Task directions: Only the lines holding "against" are wanted. Copy every one from the records below.

────────

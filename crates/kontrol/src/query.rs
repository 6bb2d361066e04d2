//! Discovery queries.
//!
//! A query filters on the fields of [`KiteId`]. Empty fields and the literal
//! `*` match anything; set fields must match exactly.
use serde::{Deserialize, Serialize};

use crate::error::KontrolError;
use crate::types::KiteId;

/// Value treated as "match anything" in addition to the empty string.
pub const WILDCARD: &str = "*";

#[derive(Debug, Clone, Default, PartialEq, Eq, Serialize, Deserialize)]
#[serde(default)]
pub struct Query {
    pub username: String,
    pub environment: String,
    pub name: String,
    pub version: String,
    pub region: String,
    pub hostname: String,
    pub id: String,
}

fn is_set(value: &str) -> bool {
    !value.is_empty() && value != WILDCARD
}

impl Query {
    /// Query matching a single kite by id.
    pub fn by_id(id: impl Into<String>) -> Self {
        Self {
            id: id.into(),
            ..Self::default()
        }
    }

    /// Field values in key order, same as [`KiteId::fields`].
    pub fn fields(&self) -> [&str; 7] {
        [
            &self.username,
            &self.environment,
            &self.name,
            &self.version,
            &self.region,
            &self.hostname,
            &self.id,
        ]
    }

    /// Reject queries that would match the whole registry or carry
    /// unusable values.
    pub fn validate(&self) -> Result<(), KontrolError> {
        let fields = self.fields();
        if !fields.iter().any(|f| is_set(f)) {
            return Err(KontrolError::InvalidQuery {
                reason: "empty query is not allowed".into(),
            });
        }
        if fields.iter().any(|f| f.contains('/')) {
            return Err(KontrolError::InvalidQuery {
                reason: "query fields must not contain '/'".into(),
            });
        }
        Ok(())
    }

    /// Whether `kite` satisfies every set field of this query.
    pub fn matches(&self, kite: &KiteId) -> bool {
        self.fields()
            .iter()
            .zip(kite.fields())
            .all(|(want, have)| !is_set(want) || *want == have)
    }

    /// Scope a token minted for this query is valid for.
    ///
    /// The key path `/<username>/<environment>/<name>/<version>/<region>/<hostname>/<id>`
    /// cut after the most specific set field; unset segments before it
    /// render as `*`. An id query therefore scopes to that one kite.
    /// Only an empty query, which never passes [`validate`](Self::validate),
    /// yields `/*`.
    pub fn audience(&self) -> String {
        let scope = self.fields();
        let Some(last) = scope.iter().rposition(|f| is_set(f)) else {
            return format!("/{WILDCARD}");
        };

        let mut audience = String::new();
        for field in &scope[..=last] {
            audience.push('/');
            if is_set(field) {
                audience.push_str(field);
            } else {
                audience.push_str(WILDCARD);
            }
        }
        audience
    }
}
//! Reservation manager.
//!
//! Persists an order together with the reservation change it implies, in
//! the caller's unit of work. The change is computed against the order as
//! currently stored, never against the request, so replaying a request
//! reserves nothing twice.

use bourse_domain::Order;
use bourse_engine::{apply_reservation, reservation_delta, ReservationDelta};
use bourse_store::LedgerTx;
use chrono::Utc;
use tracing::debug;

use crate::error::ExecResult;

/// Keeps sell-side reservations in step with stored orders.
#[derive(Debug, Clone, Copy, Default)]
pub struct ReservationManager;

impl ReservationManager {
    /// Create a reservation manager.
    pub fn new() -> Self {
        Self
    }

    /// Save `next` and apply the reservation change from the stored state.
    ///
    /// # Errors
    /// `InsufficientHolding` (as `ExecError::Engine`) when the portfolio
    /// cannot cover the reservation. Nothing is written in that case.
    pub async fn adjust(&self, tx: &mut dyn LedgerTx, next: &Order) -> ExecResult<ReservationDelta> {
        let previous = tx.find_order(next.id).await?;
        let delta = reservation_delta(previous.as_ref(), next);

        if delta != ReservationDelta::Unchanged {
            let mut portfolio = tx.load_portfolio(next.portfolio_id).await?;
            apply_reservation(&mut portfolio, delta)?;
            portfolio.updated_at = Utc::now();
            tx.save_portfolio(&portfolio).await?;
            debug!(
                order_id = %next.id,
                portfolio_id = %portfolio.id,
                ?delta,
                held = portfolio.held_quantity,
                reserved = portfolio.reserved_quantity,
                "Reservation adjusted"
            );
        }

        tx.save_order(next).await?;
        Ok(delta)
    }
}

────────

Written response:
//! the caller's unit of work. The change is computed against the order as
//! currently stored, never against the request, so replaying a request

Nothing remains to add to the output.